Two-dimensional (2D) electron systems subjected to a strong magnetic field exhibit some of the most remarkable phenomena in physics. Among these are fractional quantum Hall states (FQHSs) at even-denominator Landau level filling factors (v), which are believed to host non-Abelian quasi-particles and be of potential use in topological quantum computing. These FQHSs, however, are scarce and have been observed predominantly in low-disorder 2D systems in the excited (N = 1) Landau level e.g., at v = 5/2. Here I will present our latest experimental results on magneto-transport measurements on new ultrahigh-quality 2D electron and hole systems confined to modulation-doped GaAs samples. These samples contain exceptionally low levels of disorder.
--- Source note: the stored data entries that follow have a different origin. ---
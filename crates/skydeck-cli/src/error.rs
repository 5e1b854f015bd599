use skydeck_core::error::CoreError;
use skydeck_tokens::TokenError;
use thiserror::Error;

#[derive(Debug, Error)]
pub enum CliError {
    #[error(transparent)]
    Core(#[from] CoreError),

    #[error(transparent)]
    Tokens(#[from] TokenError),

    #[error("JSON error: {0}")]
    Json(#[from] serde_json::Error),
}
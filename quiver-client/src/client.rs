//! Client facade
//!
//! [`QuiverClient`] is the object UI code holds to issue queries and
//! mutations. It assembles the link chain in its fixed order (auth, trace,
//! timing, error dispatch), owns the transport and the entity cache, and
//! takes the host's dispatch capability at construction.

use crate::cache::EntityCache;
use crate::endpoint;
use crate::links::{AuthLink, ErrorLink, Link, TimingLink, TraceLink};
use crate::transport::HttpTransport;
use async_trait::async_trait;
use quiver_core::{
    Analytics, Dispatch, GraphQlResponse, Location, MemoryPageStore, Operation, Outcome,
    PageStore, QuiverResult, TokenSource, Transport,
};
use serde_json::Value;
use std::sync::Arc;
use std::time::Instant;

/// Anonymous session: no ambient token.
struct NoSession;

#[async_trait]
impl TokenSource for NoSession {
    async fn token(&self) -> Option<String> {
        None
    }
}

pub struct QuiverClientBuilder {
    dispatch: Arc<dyn Dispatch>,
    environment: Option<String>,
    endpoint_url: Option<String>,
    transport: Option<Arc<dyn Transport>>,
    store: Option<Arc<dyn PageStore>>,
    token_source: Option<Arc<dyn TokenSource>>,
    analytics: Option<Arc<dyn Analytics>>,
    location: Location,
    embedded: bool,
}

impl QuiverClientBuilder {
    /// The dispatch capability is the one thing every client needs: error
    /// notifications and the auth redirect flow both go through it.
    pub fn new(dispatch: Arc<dyn Dispatch>) -> Self {
        Self {
            dispatch,
            environment: None,
            endpoint_url: None,
            transport: None,
            store: None,
            token_source: None,
            analytics: None,
            location: Location::default(),
            embedded: false,
        }
    }

    /// Named deployment environment (see [`crate::endpoint`]).
    pub fn environment(mut self, name: impl Into<String>) -> Self {
        self.environment = Some(name.into());
        self
    }

    /// Explicit backend URL, bypassing the environment table.
    pub fn endpoint_url(mut self, url: impl Into<String>) -> Self {
        self.endpoint_url = Some(url.into());
        self
    }

    /// Replace the HTTP transport (tests inject a mock here).
    pub fn transport(mut self, transport: Arc<dyn Transport>) -> Self {
        self.transport = Some(transport);
        self
    }

    pub fn page_store(mut self, store: Arc<dyn PageStore>) -> Self {
        self.store = Some(store);
        self
    }

    pub fn token_source(mut self, source: Arc<dyn TokenSource>) -> Self {
        self.token_source = Some(source);
        self
    }

    pub fn analytics(mut self, analytics: Arc<dyn Analytics>) -> Self {
        self.analytics = Some(analytics);
        self
    }

    /// The page location captured at construction; source of the `token`
    /// and `trace` query parameters and the auth-redirect bookkeeping.
    pub fn location(mut self, location: Location) -> Self {
        self.location = location;
        self
    }

    /// Host-controlled embedded mode: auth and timing stages pass through.
    pub fn embedded(mut self, embedded: bool) -> Self {
        self.embedded = embedded;
        self
    }

    pub fn build(self) -> QuiverResult<QuiverClient> {
        let transport: Arc<dyn Transport> = match self.transport {
            Some(transport) => transport,
            None => {
                let url = match self.endpoint_url {
                    Some(url) => url,
                    None => endpoint::resolve(self.environment.as_deref())?,
                };
                Arc::new(HttpTransport::new(url))
            }
        };

        let store: Arc<dyn PageStore> = self
            .store
            .unwrap_or_else(|| Arc::new(MemoryPageStore::new()));
        let token_source: Arc<dyn TokenSource> =
            self.token_source.unwrap_or_else(|| Arc::new(NoSession));

        let links: Vec<Arc<dyn Link>> = vec![
            Arc::new(AuthLink::new(
                token_source,
                self.location.clone(),
                self.embedded,
            )),
            Arc::new(TraceLink::new(store.clone(), self.location.clone())),
            Arc::new(TimingLink::new(
                self.analytics,
                Instant::now(),
                self.embedded,
            )),
            Arc::new(ErrorLink::new(self.dispatch, store, self.location)),
        ];

        Ok(QuiverClient {
            links,
            transport,
            cache: EntityCache::new(),
        })
    }
}

pub struct QuiverClient {
    links: Vec<Arc<dyn Link>>,
    transport: Arc<dyn Transport>,
    cache: EntityCache,
}

impl std::fmt::Debug for QuiverClient {
    fn fmt(&self, f: &mut std::fmt::Formatter<'_>) -> std::fmt::Result {
        f.debug_struct("QuiverClient")
            .field("cache", &self.cache)
            .finish_non_exhaustive()
    }
}

impl QuiverClient {
    pub fn builder(dispatch: Arc<dyn Dispatch>) -> QuiverClientBuilder {
        QuiverClientBuilder::new(dispatch)
    }

    /// Issue a query. GraphQL errors come back on the response (the error
    /// link has already dispatched for them); transport failures surface as
    /// `Err` after dispatch.
    pub async fn query(
        &self,
        operation_name: &str,
        document: &str,
        variables: Value,
    ) -> QuiverResult<GraphQlResponse> {
        self.execute(Operation::new(operation_name, document, variables))
            .await
    }

    /// Issue a mutation. Same chain and semantics as [`Self::query`].
    pub async fn mutate(
        &self,
        operation_name: &str,
        document: &str,
        variables: Value,
    ) -> QuiverResult<GraphQlResponse> {
        self.execute(Operation::new(operation_name, document, variables))
            .await
    }

    pub fn cache(&self) -> &EntityCache {
        &self.cache
    }

    async fn execute(&self, mut op: Operation) -> QuiverResult<GraphQlResponse> {
        // Request side, left to right. Auth may suspend here; dropping the
        // future before it resolves means the transport is never reached.
        for link in &self.links {
            link.before(&mut op).await?;
        }

        let result = self.transport.execute(&op).await;

        // Response side, right to left.
        let mut outcome = Outcome::from(result);
        for link in self.links.iter().rev() {
            link.after(&op, &mut outcome);
        }

        if let Some(error) = outcome.transport_error {
            return Err(error.into());
        }
        let response = outcome.response.unwrap_or_default();
        if let Some(data) = &response.data {
            self.cache.ingest(data);
        }
        Ok(response)
    }
}

// =============================================================================
// TESTS
// =============================================================================
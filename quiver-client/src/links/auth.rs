//! Auth link
//!
//! Resolves a bearer token before the operation is forwarded. The signup
//! flow lands with a `token` query parameter, which takes priority over the
//! ambient session token. In embedded mode the host environment supplies its
//! own auth and this stage passes everything through untouched.

use crate::links::Link;
use async_trait::async_trait;
use quiver_core::{Location, Operation, QuiverResult, TokenSource};
use std::sync::Arc;

pub struct AuthLink {
    source: Arc<dyn TokenSource>,
    location: Location,
    embedded: bool,
}

impl AuthLink {
    pub fn new(source: Arc<dyn TokenSource>, location: Location, embedded: bool) -> Self {
        Self {
            source,
            location,
            embedded,
        }
    }

    /// URL token when present and non-empty, else the session token.
    async fn resolve_token(&self) -> Option<String> {
        let session = self.source.token().await;
        self.location
            .query_param("token")
            .filter(|t| !t.is_empty())
            .or(session)
    }
}

#[async_trait]
impl Link for AuthLink {
    async fn before(&self, op: &mut Operation) -> QuiverResult<()> {
        if self.embedded {
            return Ok(());
        }

        if let Some(token) = self.resolve_token().await {
            op.set_header("authorization", format!("Bearer {token}"));
        }
        Ok(())
    }
}

// =============================================================================
// TESTS
// =============================================================================

#[cfg(test)]
mod tests {
    use super::*;
    use serde_json::Value;

    struct FixedToken(Option<&'static str>);

    #[async_trait]
    impl TokenSource for FixedToken {
        async fn token(&self) -> Option<String> {
            self.0.map(str::to_string)
        }
    }

    fn op() -> Operation {
        Operation::new("Runs", "query Runs { runs { id } }", Value::Null)
    }

    #[tokio::test]
    async fn test_session_token_attached_as_bearer() {
        let link = AuthLink::new(Arc::new(FixedToken(Some("jwt"))), Location::default(), false);
        let mut op = op();
        link.before(&mut op).await.unwrap();
        assert_eq!(op.header("authorization"), Some("Bearer jwt"));
    }

    #[tokio::test]
    async fn test_query_param_token_wins_over_session() {
        let location = Location::new("/signup", "https://app/signup?token=urltok", "?token=urltok");
        let link = AuthLink::new(Arc::new(FixedToken(Some("jwt"))), location, false);
        let mut op = op();
        link.before(&mut op).await.unwrap();
        assert_eq!(op.header("authorization"), Some("Bearer urltok"));
    }

    #[tokio::test]
    async fn test_empty_query_param_falls_back_to_session() {
        let location = Location::new("/signup", "https://app/signup?token=", "?token=");
        let link = AuthLink::new(Arc::new(FixedToken(Some("jwt"))), location, false);
        let mut op = op();
        link.before(&mut op).await.unwrap();
        assert_eq!(op.header("authorization"), Some("Bearer jwt"));
    }

    #[tokio::test]
    async fn test_no_token_means_no_header() {
        let link = AuthLink::new(Arc::new(FixedToken(None)), Location::default(), false);
        let mut op = op();
        link.before(&mut op).await.unwrap();
        assert_eq!(op.header("authorization"), None);
    }

    #[tokio::test]
    async fn test_embedded_mode_passes_through() {
        let location = Location::new("/", "https://app/?token=urltok", "?token=urltok");
        let link = AuthLink::new(Arc::new(FixedToken(Some("jwt"))), location, true);
        let mut op = op();
        link.before(&mut op).await.unwrap();
        assert_eq!(op.header("authorization"), None);
    }
}
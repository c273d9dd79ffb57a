//! Trait seams the client is generic over
//!
//! Implementations must be thread-safe (Send + Sync); the async traits are
//! object-safe so link stages can hold `Arc<dyn ...>` handles.

use crate::error::{InstrumentationError, TransportError};
use crate::operation::{GraphQlResponse, Operation};
use async_trait::async_trait;
use std::time::Duration;

/// Executes the actual network call. Terminal stage of the link chain;
/// retry, if any, is this layer's responsibility, never the chain's.
#[async_trait]
pub trait Transport: Send + Sync {
    async fn execute(&self, op: &Operation) -> Result<GraphQlResponse, TransportError>;
}

/// Resolves the ambient session token. The auth stage awaits this before
/// forwarding; `None` means the request goes out unauthenticated.
#[async_trait]
pub trait TokenSource: Send + Sync {
    async fn token(&self) -> Option<String>;
}

/// Sink for client-side timing events.
pub trait Analytics: Send + Sync {
    /// Report how long an operation took, keyed by its operation name.
    fn timing(&self, operation: &str, duration: Duration) -> Result<(), InstrumentationError>;
}

/// Actions the client raises toward the host application's state store.
#[derive(Debug, Clone, PartialEq, Eq)]
pub enum Action {
    /// Show a user-visible error notification.
    DisplayError { message: String, code: u16 },
    /// Navigate to a path (auth-expiry redirect).
    Push(String),
}

/// Injected dispatch capability. The facade takes this at construction;
/// nothing in the workspace binds to a host store directly.
pub trait Dispatch: Send + Sync {
    fn dispatch(&self, action: Action);
}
They are among the purest solid-state materials, with the residual impurity concentration well below 1 part per 10 billion atoms, and exhibit low-temperature 2D carrier mobilities up to about 60x106 cm2/Vs. The samples reveal the emergence of new many-body phenomena, including numerous exotic even-denominator FQHSs in the lowest (N = 0) Landau level at v = ¾, 3/8, 3/10, ½, ¼, 1/6, and 1/8, thereby tremendously enriching the FQHS physics and expanding the potential reach of non-Abelian statistics. These states are evidently stabilized by Landau level mixing and a large charge layer thickness, which allow for a pairing between composite fermions and the emergence of FQHSs. In our wide GaAs quantum wells, we observe a FQHS at v = ½ with a transport energy gap of about 6 K, the highest gap reported for any even-denominator FQHS. These developments also highlight how progress in physics is intimately connected to our ability to grow high quality materials.

Based on work done in collaboration with Chengyu Wang, Adbhut Gupta, Pranav Thekke Madathil, Siddharth K. Singh, Casey Calhoun, Chia-Tse Tai, Yoon Jang (Edwin) Chung, Md. Shafayat Hossain, Meng K. Ma, Roland Winkler, Kirk Baldwin, and Loren Pfeiffer.